====== RECORDS SHOWN
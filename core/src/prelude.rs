pub use crate::strng;
pub use crate::strng::Strng;
pub use std::pin::Pin;
pub use std::sync::{Arc, Mutex};
pub use std::task::{Context, Poll, ready};
pub use std::time::{Duration, Instant};
pub use tokio::sync::Mutex as AsyncMutex;
pub use tracing::{debug, error, info, trace, warn};
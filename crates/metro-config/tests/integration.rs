//! Integration tests for metro-config.
//!
//! File round trips and the hand-off from config to the journey and mixer.

use metro_config::{ChannelLayout, ConfigError, SimulatorConfig};
use metro_io::{Channels, Mixer};
use metro_synth::Sequencer;
use tempfile::TempDir;

/// Saved configs load back unchanged.
#[test]
fn test_save_and_load_round_trip() {
    let temp_dir = TempDir::new().unwrap();
    let path = temp_dir.path().join("nested").join("config.toml");

    let mut config = SimulatorConfig::default();
    config.journey.seed = Some(1234);
    config.journey.minutes = Some(3.5);
    config.journey.odds.brake_squeal = 0.6;
    config.conditions.vehicle_age = 0.9;
    config.output.channels = ChannelLayout::Mono;
    config.output.device = Some("USB".to_string());

    config.save(&path).expect("should create the parent directory and save");
    let loaded = SimulatorConfig::load(&path).unwrap();

    assert_eq!(loaded.journey.seed, Some(1234));
    assert_eq!(loaded.journey.minutes, Some(3.5));
    assert_eq!(loaded.output.channels, ChannelLayout::Mono);
    assert_eq!(loaded.output.device.as_deref(), Some("USB"));
    assert!((loaded.journey.odds.brake_squeal - 0.6).abs() < 1e-6);
    assert!((loaded.conditions.vehicle_age - 0.9).abs() < 1e-6);
}

#[test]
fn test_missing_file_is_a_read_error() {
    let temp_dir = TempDir::new().unwrap();
    let path = temp_dir.path().join("absent.toml");

    let err = SimulatorConfig::load(&path).unwrap_err();
    assert!(matches!(err, ConfigError::ReadFile { .. }));
    assert!(err.to_string().contains("absent.toml"));
}

#[test]
fn test_load_or_default_without_file() {
    let temp_dir = TempDir::new().unwrap();
    let config = SimulatorConfig::load_or_default(temp_dir.path().join("none.toml")).unwrap();
    assert_eq!(config, SimulatorConfig::default());
}

#[test]
fn test_invalid_file_names_the_field() {
    let temp_dir = TempDir::new().unwrap();
    let path = temp_dir.path().join("bad.toml");
    std::fs::write(&path, "[journey.odds]\nwheel_slip = 1.5\n").unwrap();

    let err = SimulatorConfig::load(&path).unwrap_err();
    assert!(err.to_string().contains("journey.odds.wheel_slip"), "{err}");
}

#[test]
fn test_malformed_toml_is_a_parse_error() {
    let err = SimulatorConfig::from_toml("[output\nchannels = ").unwrap_err();
    assert!(matches!(err, ConfigError::TomlParse(_)));
}

#[test]
fn test_bad_channel_name_is_rejected() {
    let err = SimulatorConfig::from_toml("[output]\nchannels = \"quad\"\n").unwrap_err();
    assert!(matches!(err, ConfigError::TomlParse(_)));
}

/// A loaded config drives the same journey as the equivalent params.
#[test]
fn test_config_drives_journey_and_mixer() {
    let config = SimulatorConfig::from_toml(
        r#"
        [journey]
        seed = 9
        cruise_window_secs = [20.0, 40.0]

        [output]
        channels = "mono"
        crossfade_ms = 100.0
        chunk_frames = 512
        "#,
    )
    .unwrap();

    let seed = config.journey.seed.unwrap();
    let a: Vec<_> = Sequencer::new(config.journey_params(), seed)
        .with_budget_secs(300.0)
        .collect();
    let b: Vec<_> = Sequencer::new(config.journey_params(), seed)
        .with_budget_secs(300.0)
        .collect();
    assert_eq!(a, b);
    assert!(!a.is_empty());

    let mixer = Mixer::new(config.mixer_config());
    assert_eq!(mixer.config().format.channels, Channels::Mono);
    assert_eq!(mixer.config().chunk_frames, 512);
    assert_eq!(mixer.crossfade_len(), 4410);
}
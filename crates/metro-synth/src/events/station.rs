//! Station idle: the train standing at the platform.
//!
//! Supply hum at 60/120/180 Hz, an air compressor cycling with a period near
//! three seconds, cooling-fan turbulence around 100 Hz, the inverter idling
//! in standby, and up to two relay clicks.

use super::{Part, PartKind, RenderedEvent, bed, finish};
use crate::event::STATION_IDLE_SECS;
use crate::rng::Draws;
use crate::{SoundEvent, SynthContext};
use core::f32::consts::TAU;
use libm::{sinf, tanhf};
use metro_core::{
    ClickShape, LayerMix, LfoWaveform, NoiseBand, PwmModulation, SampleBuffer, amplitude_modulate,
    clicks_at, envelope_apply_fn, harmonic_stack, noise, pwm, samples_for,
};

const RELAY_CLICK_SECS: f32 = 0.01;

/// Render a station idle segment.
pub fn render(event: &SoundEvent, ctx: &SynthContext) -> RenderedEvent {
    let sr = ctx.sample_rate;
    let dur = STATION_IDLE_SECS.clamp(event.duration_secs);
    let mut draws = Draws::new(event.seed);
    let level = 0.8 + 0.2 * event.intensity;

    let hum = harmonic_stack(dur, sr, 60.0, &[1.0, 0.6, 0.35], 0.08);

    let period = draws.uniform(2.7, 3.3);
    let cycle_phase = draws.uniform(0.0, 1.0);
    let compressor_hz = draws.uniform(170.0, 190.0);
    let motor = harmonic_stack(dur, sr, compressor_hz, &[1.0, 0.5, 0.25], 0.07);
    let hiss = noise(dur, sr, NoiseBand::band(150.0, 500.0), 0.04, draws.seed());
    let compressor = envelope_apply_fn(
        SampleBuffer::from_fn(motor.len(), sr, |n| {
            motor.samples()[n] + hiss.samples()[n]
        }),
        // Smoothed square gate: on for half of each cycle.
        |t, _| 0.5 + 0.5 * tanhf(6.0 * sinf(TAU * (t / period + cycle_phase))),
    );

    let fan = amplitude_modulate(
        noise(dur, sr, NoiseBand::band(90.0, 110.0), 0.1, draws.seed()),
        0.4,
        0.2,
        LfoWaveform::Sine,
        draws.uniform(0.0, 1.0),
    );
    let standby = amplitude_modulate(
        pwm(
            dur,
            sr,
            (3000.0, 5000.0),
            PwmModulation {
                duty: 0.5,
                duty_depth: 0.1,
                rate_hz: 0.2,
            },
            0.015,
            draws.seed(),
        ),
        120.0,
        0.5,
        LfoWaveform::Sine,
        0.0,
    );

    let mut mix = LayerMix::new(dur, sr);
    mix.add(&hum, level)
        .add(&compressor, level)
        .add(&fan, level)
        .add(&standby, level);
    let mut parts = vec![bed(mix.len())];

    let clicks = draws.up_to(2);
    let mut times: Vec<f32> = (0..clicks).map(|_| draws.uniform(0.1, dur - 0.1)).collect();
    times.sort_by(f32::total_cmp);
    let relays = clicks_at(
        dur,
        sr,
        &times,
        ClickShape::Impulse { decay_secs: 0.003 },
        0.15,
        draws.seed(),
    );
    mix.add(&relays, level);
    parts.extend(times.iter().map(|&t| Part {
        kind: PartKind::RelayClick,
        start: samples_for(t, sr),
        len: samples_for(RELAY_CLICK_SECS, sr),
    }));

    RenderedEvent {
        buffer: finish(mix),
        parts,
    }
}

#[cfg(test)]
mod tests {
    use super::*;
    use crate::Phase;
    use crate::event::EventKind;

    #[test]
    fn relay_clicks_are_bounded() {
        let ctx = SynthContext::default();
        for seed in 0..12 {
            let event =
                SoundEvent::new(Phase::Dwell, EventKind::StationIdle, 2.5, 0.6, (0.0, 0.0), seed);
            let clicks = render(&event, &ctx).parts_of(PartKind::RelayClick).count();
            assert!(clicks <= 2, "seed {seed}: {clicks} clicks");
        }
    }
}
============
#### [PROBLEM DESCRIPTION]
Look through the entries above and find each line where the word "sync" occurs; copy those lines.

#### [RESPONSE TO THIS TASK]
pub use std::sync::{Arc, Mutex};
pub use tokio::sync::Mutex as AsyncMutex;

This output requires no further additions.